Our findings regarding significant alterations in serum amino acid profiles are largely consistent with previous studies in adult patients (Deutz et al. 2021; Druml et al. 2001). With recovery from sepsis, serum levels of GLY, LYS, GLU, PRO, TYR, ASP, CIT, and THR gradually increased, suggesting that amino acids could potentially predict sepsis outcomes. Another study demonstrated that amino acid kinetics could distinguish pediatric severe sepsis from SIRS, and both malnutrition and persistently repressed metabolism are associated with poor outcomes (Spanaki et al. 2018).
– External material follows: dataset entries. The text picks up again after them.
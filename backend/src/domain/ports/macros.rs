//! `define_port_error!` generates port error enums with `thiserror`
//! messages and snake_case constructors taking `impl Into<T>` per field.

macro_rules! define_port_error {
    (@ctor $variant:ident) => {
        ::paste::paste! {
            pub fn [<$variant:snake>]() -> Self {
                Self::$variant
            }
        }
    };

    (@ctor $variant:ident { $($field:ident : $ty:ty),* $(,)? }) => {
        define_port_error!(@ctor_impl $variant () () $( $field : $ty, )*);
    };

    (@ctor_impl $variant:ident ($($params:tt)*) ($($inits:tt)*) ) => {
        ::paste::paste! {
            pub fn [<$variant:snake>]($($params)*) -> Self {
                Self::$variant { $($inits)* }
            }
        }
    };

    (@ctor_impl $variant:ident ($($params:tt)*) ($($inits:tt)*) $field:ident : $ty:ty, $($rest:tt)*) => {
        define_port_error!(
            @ctor_impl
            $variant
            ($($params)* $field: impl Into<$ty>,)
            ($($inits)* $field: $field.into(),)
            $($rest)*
        );
    };
    (
        $(#[$outer:meta])*
        pub enum $name:ident {
            $(
                $(#[$variant_meta:meta])*
                $variant:ident $( { $($field:ident : $ty:ty),* $(,)? } )? => $message:expr
            ),* $(,)?
        }
    ) => {
        $(#[$outer])*
        #[derive(Debug, Clone, PartialEq, Eq, thiserror::Error)]
        pub enum $name {
            $(
                $(#[$variant_meta])*
                #[error($message)]
                $variant $( { $($field : $ty),* } )?,
            )*
        }

        impl $name {
            $(
                define_port_error!(@ctor $variant $( { $($field : $ty),* } )?);
            )*
        }
    };
}

pub(crate) use define_port_error;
Prior research has shown that levels of BCAAs are lower in non-survivors of sepsis than in survivors, suggesting a link with mortality (Reisinger et al. 2021). Glutamine can be converted to glutamate by glutamate-dehydrogenase or amino acid transaminase, and glutamate can be converted back to glutamine by glutamine-synthetase. Blaauw et al. (2020) indicated that plasma glutamine levels are associated with ICU patient outcomes, and low glutamine levels correlate with higher APACHE II scores, SOFA scores, and CRP. Given that our study included only two non-survivors, it was not possible to conclusively determine the relationship between serum amino acids and pediatric sepsis outcomes, representing a limitation of our study. To date, there are still limited reports on the value of serum amino acids as effective biomarkers for diagnosis or prognosis in children with sepsis. Exploring the potential values and underlying mechanisms of amino acids in the occurrence, progression, or outcome of pediatric sepsis holds significant promise.

This study presents several limitations. Firstly, it is a single-center study with a small, prospective sample. The reliability and precision of serum amino acids as biomarkers for diagnosing or prognosing sepsis still require validation through larger sample sizes. Secondly, the absence of laboratory data from healthy controls precluded comparisons of significantly altered amino acids with established biomarkers such as CRP, PCT, and IL-6. Thirdly, the concentration and variation of amino acids might be affected by the high incidence of liver injury in septic children. Nonetheless, this study is the inaugural report of serum ALA as a diagnostic biomarker in pediatric sepsis, underscoring the need for further comprehensive clinical and experimental studies.

Conclusions

Serum amino acid profile is greatly altered in children with sepsis, with serum ALA serving as an optimal biomarker for the early diagnosis of sepsis. Further confirmation of amino acids as biomarkers in sepsis requires a prospective study with a larger sample size.